Cognitive capitalism
According to proponents of this theory, the development of digital technologies has transformed capitalism from an industrial to an intelligence and knowledge-based economic system (Moulier Boutang, 2011). In contrast with orthodox economic and sociological knowledge economy perspectives (Powell and Snellman, 2004), the cognitive capitalism thesis is that knowledge itself has become a key productive force and thus the primary means by which value is generated by labour and then expropriated by capital (Vercellone and Dughera, 2019). Simply stated, as a specifically digital paradigm of production, cognitive capitalism draws value from “collective brain activity mobilised in interconnected digital networks” (Moulier Boutang, 2011: 56). Digitalization enables the widespread emergence of collective intelligence through people connected by the internet (Peters and Reveley, 2015). This networked knowledge production is “a cooperative process” that channels “the intelligence of multitude on a global scale” (Vercellone and Giuliani, 2019: 150). Exploitation under cognitive capitalism thus involves: appropriating the general intellect, the collective knowledge produced day and night with every single micro-decision of men, women and children that cybernetic machines record, process and feed back into the valorization cycle of capital. (Bueno, 2017: 75)
Cognitive capitalism – like all varieties of capitalism – has crisis potentials. According to Fumagalli (2019a), the inherent instability of financialization demonstrated by the 2008 Great Recession is the catalyst that crystallized “bio-cognitive capitalism”. In this phase, human life itself – in its biological and subjective affective dimensions – becomes productive of value and is exploited across the lifespan, as “social knowledge” is generated “and then expropriated by the process of accumulation” (Fumagalli, 2019b: 70). A process of “hybridization” due to the intermingling of the digital with human subjectivity results in the multiplication of “forms of exploitation” (Fumagalli, 2019a: 90). Bio-cognitive capitalism is an inherently biopolitical system of production since its value-creating activities blend seamlessly with producing the exact types of persons – dynamic, responsibilized and digitally connected prosuming subjects – whose subjectivity is pressed into service in extracting value.
A key problem in this accumulative regime is that it is difficult to corral the value-bearing digital objects, content, and goods created in the internet commons by prosumers – namely, those whose online activities seamlessly combine elements of the producer and the consumer (Ritzer, 2015). These items tend to bleed out the edges of propertarian regimes that seek to capture and channel them. The central challenge in cognitive capitalism is not only preventing value-generating activities escaping “from the rules of intellectual property rarefaction” (Vercellone and Giuliani, 2019: 162), but also diverting them to profit-seeking ends. What results is a social contradiction: despite know-how and cognitive labour becoming central to value-creation, for members of the professions it is subject to “devaluation” (Fumagalli, 2019b: 67). This happens as knowledge-intensive organizations of various types, including firms and universities, endeavour to privately capture and codify tacit knowledge, and to commodify knowledge thus codified within revenue-generating activities – ultimately ushering in, on a wider scale, the “exploitation of learning economies” (Fumagalli and Lucarelli, 2019: 129).

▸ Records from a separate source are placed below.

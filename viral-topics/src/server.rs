//! The interactive web page.
//!
//! `GET /` shows the form, `GET /fetch?days=N` runs the pipeline and shows the form again with
//! the report underneath. Everything is rendered on the server; there is no JavaScript.

use crate::pipeline::{DaysToSearch, QueryPipeline};
use crate::report::{Block, Report};
use bytes::Bytes;
use eyre::Context;
use http::{HeaderValue, Method, StatusCode, header};
use http_body_util::Full;
use hyper::body::Incoming;
use hyper::service::service_fn;
use hyper::{Request, Response};
use hyper_util::rt::TokioIo;
use std::convert::Infallible;
use std::sync::Arc;
use tokio::net::TcpListener;
use tokio::sync::Mutex;

const PAGE: &str = include_str!("../page.html");

/// Shared state of the web server.
#[derive(Debug)]
pub struct App {
    pipeline: QueryPipeline,
    /// Held for the whole of a run so that two runs never overlap.
    run_lock: Mutex<()>,
}

impl App {
    pub fn new(pipeline: QueryPipeline) -> Self {
        Self {
            pipeline,
            run_lock: Mutex::new(()),
        }
    }

    /// Routes a single request.
    pub async fn handle<B>(&self, req: Request<B>) -> Response<Full<Bytes>> {
        tracing::info!(method = %req.method(), uri = %req.uri(), "request");

        if *req.method() != Method::GET {
            let mut response = error_page(
                StatusCode::METHOD_NOT_ALLOWED,
                "Only GET requests are supported.",
            );
            response
                .headers_mut()
                .insert(header::ALLOW, HeaderValue::from_static("GET"));
            return response;
        }

        let days = query_param(&req, "days");
        match req.uri().path() {
            "/" => {
                let days = days
                    .and_then(|d| d.parse::<DaysToSearch>().ok())
                    .unwrap_or_default();
                html(StatusCode::OK, render_page(days, &Report::new()))
            }
            "/fetch" => {
                let days = match days.map(|d| d.parse::<DaysToSearch>()) {
                    None => DaysToSearch::default(),
                    Some(Ok(days)) => days,
                    Some(Err(e)) => return error_page(StatusCode::BAD_REQUEST, &format!("{e:#}")),
                };
                let report = self.fetch(days).await;
                html(StatusCode::OK, render_page(days, &report))
            }
            _ => error_page(StatusCode::NOT_FOUND, "Page not found."),
        }
    }

    /// Runs the pipeline once, waiting for any run already in progress.
    async fn fetch(&self, days: DaysToSearch) -> Report {
        let _running = self.run_lock.lock().await;

        let mut report = Report::new();
        if let Err(e) = self.pipeline.run(days, &mut report).await {
            tracing::error!("run failed: {e:?}");
            report.error(format!("An error occurred: {e:#}"));
        }
        report
    }
}

/// Serves `app` on `listener` until accepting a connection fails.
pub async fn serve(listener: TcpListener, app: Arc<App>) -> eyre::Result<()> {
    loop {
        let (conn, peer) = listener.accept().await.context("accept connection")?;
        let conn = TokioIo::new(conn);
        let app = Arc::clone(&app);
        tokio::spawn(async move {
            let service = service_fn(move |req: Request<Incoming>| {
                let app = Arc::clone(&app);
                async move { Ok::<_, Infallible>(app.handle(req).await) }
            });
            if let Err(e) = hyper::server::conn::http1::Builder::new()
                .serve_connection(conn, service)
                .await
            {
                tracing::debug!(%peer, "connection ended with error: {e}");
            }
        });
    }
}

fn query_param<B>(req: &Request<B>, name: &str) -> Option<String> {
    form_urlencoded::parse(req.uri().query().unwrap_or("").as_bytes())
        .find(|(k, _)| k == name)
        .map(|(_, v)| v.into_owned())
}

/// The bare form with a single error notice underneath.
fn error_page(status: StatusCode, message: &str) -> Response<Full<Bytes>> {
    let mut report = Report::new();
    report.error(message);
    html(status, render_page(DaysToSearch::default(), &report))
}

fn html(status: StatusCode, body: String) -> Response<Full<Bytes>> {
    let mut response = Response::new(Full::from(body));
    *response.status_mut() = status;
    response.headers_mut().insert(
        header::CONTENT_TYPE,
        HeaderValue::from_static("text/html; charset=utf-8"),
    );
    response
}

/// Fills the page template with the form value and the rendered report.
pub fn render_page(days: DaysToSearch, report: &Report) -> String {
    // body goes last so that nothing inside it is treated as a placeholder
    PAGE.replace("{{days}}", &days.to_string())
        .replace("{{body}}", &render_report(report))
}

/// Renders report blocks as HTML, escaping everything that came from the API.
pub fn render_report(report: &Report) -> String {
    let mut out = String::new();
    for block in report.blocks() {
        match block {
            Block::Text(m) => push_notice(&mut out, "notice", m),
            Block::Success(m) => push_notice(&mut out, "notice success", m),
            Block::Warning(m) => push_notice(&mut out, "notice warning", m),
            Block::Error(m) => push_notice(&mut out, "notice error", m),
            Block::Record(r) => {
                out.push_str("<div class=\"record\">\n");
                out.push_str(&format!(
                    "<strong>Title:</strong> {}<br>\n",
                    escape_html(&r.title)
                ));
                out.push_str(&format!(
                    "<strong>Description:</strong> {}<br>\n",
                    escape_html(&r.description)
                ));
                out.push_str(&format!(
                    "<strong>URL:</strong> <a href=\"{}\" target=\"_blank\" rel=\"noopener\">Watch Video</a><br>\n",
                    escape_html(&r.url)
                ));
                out.push_str(&format!("<strong>Views:</strong> {}<br>\n", r.views));
                out.push_str(&format!(
                    "<strong>Subscribers:</strong> {}\n",
                    r.subscribers
                ));
                out.push_str("</div>\n");
            }
            Block::Divider => out.push_str("<hr>\n"),
        }
    }
    out
}

fn push_notice(out: &mut String, class: &str, message: &str) {
    out.push_str(&format!(
        "<p class=\"{class}\">{}</p>\n",
        escape_html(message)
    ));
}

fn escape_html(s: &str) -> String {
    let mut escaped = String::with_capacity(s.len());
    for c in s.chars() {
        match c {
            '&' => escaped.push_str("&amp;"),
            '<' => escaped.push_str("&lt;"),
            '>' => escaped.push_str("&gt;"),
            '"' => escaped.push_str("&quot;"),
            '\'' => escaped.push_str("&#39;"),
            c => escaped.push(c),
        }
    }
    escaped
}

Since cognitive capitalism is premised upon drawing value from citizen-labourers and privately appropriating common goods, condition-less and life-long UBI is explicitly compensatory (Fumagalli, 2019b: 71). This rationale for UBI is distinct from insulating citizens from systemic shocks that undermine employment and income – though this too is important. The proposal is that funding for non-emergency UBI should be drawn from taxes on capital in all its forms – including a “Keynes tax” on all financial transactions made on the share market, a “Tobin tax” on all international financial transactions, a patent tax, and a digital bit tax on electronic commerce – complemented by state-based money creation (Monnier and Vercellone, 2014: 73). 1 What the academic literature on informational capitalism contributes, by way of justifying UBI funded this way, is a distinctive view of social media as a prime site where digital labour is exploited.
Informational capitalism
The term “informational capitalism” is used by scholars of different disciplinary stripes (Arvidsson and Colleoni, 2012; Cohen, 2019). I employ it here to signify the work of Christian Fuchs, and others following in his footsteps (Allmer, 2012; Rey, 2012). Though key members of this school of thought now prefer the descriptor “digital capitalism” (Fuchs, 2018; Fisher, 2015), the terminology matters little since what is notable about their approach remains consistent: using classic Marxian concepts and value-theoretic categories – especially the rate of exploitation – to analyse the dynamics of digital value creation and expropriation.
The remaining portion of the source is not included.